§ EXERCISE:
Use the entries below and reproduce exactly the lines from the one containing "fn authorization(&self) ->" down to the one containing "#[derive(Parser, Debug, Clone)]", both of them included.
○ ○ ○ ○ ○
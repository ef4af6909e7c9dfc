//! Live cluster API access.
//!
//! [`ClusterClient`] is the seam between the resolver and the API server. It
//! is implemented for [`kube::Client`]; tests substitute an in-memory fake.

use std::future::Future;
use std::sync::Arc;
use std::time::Duration;

use async_trait::async_trait;
use k8s_openapi::api::core::v1::{PersistentVolume, PersistentVolumeClaim};
use kube::Api;
use tracing::debug;

use crate::config::RESOLVER_CONFIG;
use crate::error::VolumeMetaError;

/// Point reads against the cluster API.
///
/// NotFound is reported as `Ok(None)` so callers can tell benign absence
/// apart from a failed request.
#[async_trait]
pub trait ClusterClient: Send + Sync {
    /// Fetch the claim `name` in `namespace`.
    async fn get_claim(
        &self,
        namespace: &str,
        name: &str,
    ) -> Result<Option<PersistentVolumeClaim>, VolumeMetaError>;

    /// Fetch the cluster-scoped volume `name`.
    async fn get_volume(&self, name: &str) -> Result<Option<PersistentVolume>, VolumeMetaError>;
}

#[async_trait]
impl ClusterClient for kube::Client {
    async fn get_claim(
        &self,
        namespace: &str,
        name: &str,
    ) -> Result<Option<PersistentVolumeClaim>, VolumeMetaError> {
        let api: Api<PersistentVolumeClaim> = Api::namespaced(self.clone(), namespace);
        api.get_opt(name).await.map_err(VolumeMetaError::api)
    }

    async fn get_volume(&self, name: &str) -> Result<Option<PersistentVolume>, VolumeMetaError> {
        let api: Api<PersistentVolume> = Api::all(self.clone());
        api.get_opt(name).await.map_err(VolumeMetaError::api)
    }
}

#[async_trait]
impl<C: ClusterClient + ?Sized> ClusterClient for Arc<C> {
    async fn get_claim(
        &self,
        namespace: &str,
        name: &str,
    ) -> Result<Option<PersistentVolumeClaim>, VolumeMetaError> {
        (**self).get_claim(namespace, name).await
    }

    async fn get_volume(&self, name: &str) -> Result<Option<PersistentVolume>, VolumeMetaError> {
        (**self).get_volume(name).await
    }
}

/// Run `fut`, failing with [`VolumeMetaError::Timeout`] once `after` elapses.
///
/// Dropping the returned future cancels the request.
pub(crate) async fn with_deadline<T, F>(
    operation: impl FnOnce() -> String,
    after: Duration,
    fut: F,
) -> Result<T, VolumeMetaError>
where
    F: Future<Output = Result<T, VolumeMetaError>>,
{
    match tokio::time::timeout(after, fut).await {
        Ok(result) => result,
        Err(_) => {
            let operation = operation();
            debug!(%operation, ?after, "api call deadline exceeded");
            Err(VolumeMetaError::Timeout { operation, after })
        }
    }
}

/// Fetch a claim under the configured deadline.
pub(crate) async fn fetch_claim<C: ClusterClient + ?Sized>(
    client: &C,
    namespace: &str,
    name: &str,
) -> Result<Option<PersistentVolumeClaim>, VolumeMetaError> {
    with_deadline(
        || format!("get claim {namespace}/{name}"),
        RESOLVER_CONFIG.api_timeout,
        client.get_claim(namespace, name),
    )
    .await
}

/// Fetch a volume under the configured deadline.
pub(crate) async fn fetch_volume<C: ClusterClient + ?Sized>(
    client: &C,
    name: &str,
) -> Result<Option<PersistentVolume>, VolumeMetaError> {
    with_deadline(
        || format!("get volume {name}"),
        RESOLVER_CONFIG.api_timeout,
        client.get_volume(name),
    )
    .await
}
use async_trait::async_trait;
use reqwest::{Client, RequestBuilder, StatusCode};
use serde::de::DeserializeOwned;
use serde_json::Value;
use thiserror::Error;
use tracing::debug;

use super::provider::LiveApi;
use crate::models::{LiveMatch, MatchEvent};

/// Failure surfaced by the HTTP client.
#[derive(Debug, Error)]
pub enum ApiError {
    /// The server answered with a non-2xx status.
    #[error("API error {status}: {body}")]
    Status { status: StatusCode, body: String },

    /// Network failure, or the response body was not the expected JSON.
    #[error("request failed: {0}")]
    Transport(#[from] reqwest::Error),
}

/// reqwest-backed client for the Dolphia live API.
///
/// Sends `Content-Type: application/json` on every request and a bearer
/// `Authorization` header (empty value when no token is configured — the
/// token is opaque pass-through, not validated here). No request timeout is
/// set: a hung request simply leaves the caller's loading flag up.
#[derive(Clone)]
pub struct HttpApi {
    http: Client,
    base_url: String,
    token: Option<String>,
}

impl HttpApi {
    pub fn new(base_url: &str, token: Option<String>) -> Self {
        HttpApi {
            http: Client::new(),
            base_url: base_url.trim_end_matches('/').to_string(),
            token,
        }
    }

    fn authorization(&self) -> String {
        match self.token.as_deref() {
            Some(t) if !t.is_empty() => format!("Bearer {t}"),
            _ => String::new(),
        }
    }

    fn request(&self, builder: RequestBuilder) -> RequestBuilder {
        builder
            .header("Content-Type", "application/json")
            .header("Authorization", self.authorization())
    }

    async fn get_json<T: DeserializeOwned>(&self, endpoint: &str) -> Result<T, ApiError> {
        let url = format!("{}{}", self.base_url, endpoint);
        debug!("GET {}", url);

        let resp = self.request(self.http.get(&url)).send().await?;
        let status = resp.status();
        if !status.is_success() {
            let body = resp.text().await.unwrap_or_default();
            return Err(ApiError::Status { status, body });
        }
        Ok(resp.json().await?)
    }
}

#[async_trait]
impl LiveApi for HttpApi {
    async fn fetch_live_matches(&self) -> Result<Vec<LiveMatch>, ApiError> {
        self.get_json("/Live").await
    }

    async fn fetch_match_events(
        &self,
        league_id: i64,
        match_id: i64,
    ) -> Result<Vec<MatchEvent>, ApiError> {
        self.get_json(&format!("/Leagues/{league_id}/Matches/{match_id}/Events"))
            .await
    }

    async fn set_push_subscription(&self, subscription: &Value) -> Result<(), ApiError> {
        let url = format!("{}/User/SetPushSubscription", self.base_url);
        debug!("POST {}", url);

        let body = serde_json::json!({ "subscription": subscription });
        let resp = self
            .request(self.http.post(&url))
            .json(&body)
            .send()
            .await?;
        let status = resp.status();
        if !status.is_success() {
            let body = resp.text().await.unwrap_or_default();
            return Err(ApiError::Status { status, body });
        }
        Ok(())
    }
}
use clap::Parser;

/// Dolphia headless live-score watcher
#[derive(Parser, Debug, Clone)]
#[command(name = "dolphia-live", version, about)]
pub struct Config {
    /// Live API base URL
    #[arg(long, env = "API_BASE_URL", default_value = "https://api.dolphia.app")]
    pub api_base_url: String,

    /// Bearer token for the live API (passed through opaquely; empty header when unset)
    #[arg(long, env = "API_TOKEN")]
    pub api_token: Option<String>,

    /// Match list polling interval in seconds
    #[arg(long, env = "MATCHES_POLL_SECS", default_value = "30")]
    pub matches_poll_secs: u64,

    /// Match detail / event feed polling interval in seconds
    #[arg(long, env = "EVENTS_POLL_SECS", default_value = "15")]
    pub events_poll_secs: u64,

    /// Follow a single match in detail mode instead of the full live list
    #[arg(long, env = "MATCH_ID")]
    pub match_id: Option<i64>,
}

impl Config {
    pub fn validate(&self) -> anyhow::Result<()> {
        if self.api_base_url.trim().is_empty() {
            anyhow::bail!("api_base_url must not be empty");
        }
        if self.matches_poll_secs == 0 {
            anyhow::bail!("matches_poll_secs must be positive");
        }
        if self.events_poll_secs == 0 {
            anyhow::bail!("events_poll_secs must be positive");
        }
        Ok(())
    }
}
○ ○ ○ ○ ○
§ ANSWER TO THIS EXERCISE:
    fn authorization(&self) -> String {
        match self.token.as_deref() {
            Some(t) if !t.is_empty() => format!("Bearer {t}"),
            _ => String::new(),
        }
    }

    fn request(&self, builder: RequestBuilder) -> RequestBuilder {
        builder
            .header("Content-Type", "application/json")
            .header("Authorization", self.authorization())
    }

    async fn get_json<T: DeserializeOwned>(&self, endpoint: &str) -> Result<T, ApiError> {
        let url = format!("{}{}", self.base_url, endpoint);
        debug!("GET {}", url);

        let resp = self.request(self.http.get(&url)).send().await?;
        let status = resp.status();
        if !status.is_success() {
            let body = resp.text().await.unwrap_or_default();
            return Err(ApiError::Status { status, body });
        }
        Ok(resp.json().await?)
    }
}

#[async_trait]
impl LiveApi for HttpApi {
    async fn fetch_live_matches(&self) -> Result<Vec<LiveMatch>, ApiError> {
        self.get_json("/Live").await
    }

    async fn fetch_match_events(
        &self,
        league_id: i64,
        match_id: i64,
    ) -> Result<Vec<MatchEvent>, ApiError> {
        self.get_json(&format!("/Leagues/{league_id}/Matches/{match_id}/Events"))
            .await
    }

    async fn set_push_subscription(&self, subscription: &Value) -> Result<(), ApiError> {
        let url = format!("{}/User/SetPushSubscription", self.base_url);
        debug!("POST {}", url);

        let body = serde_json::json!({ "subscription": subscription });
        let resp = self
            .request(self.http.post(&url))
            .json(&body)
            .send()
            .await?;
        let status = resp.status();
        if !status.is_success() {
            let body = resp.text().await.unwrap_or_default();
            return Err(ApiError::Status { status, body });
        }
        Ok(())
    }
}
use clap::Parser;

/// Dolphia headless live-score watcher
#[derive(Parser, Debug, Clone)]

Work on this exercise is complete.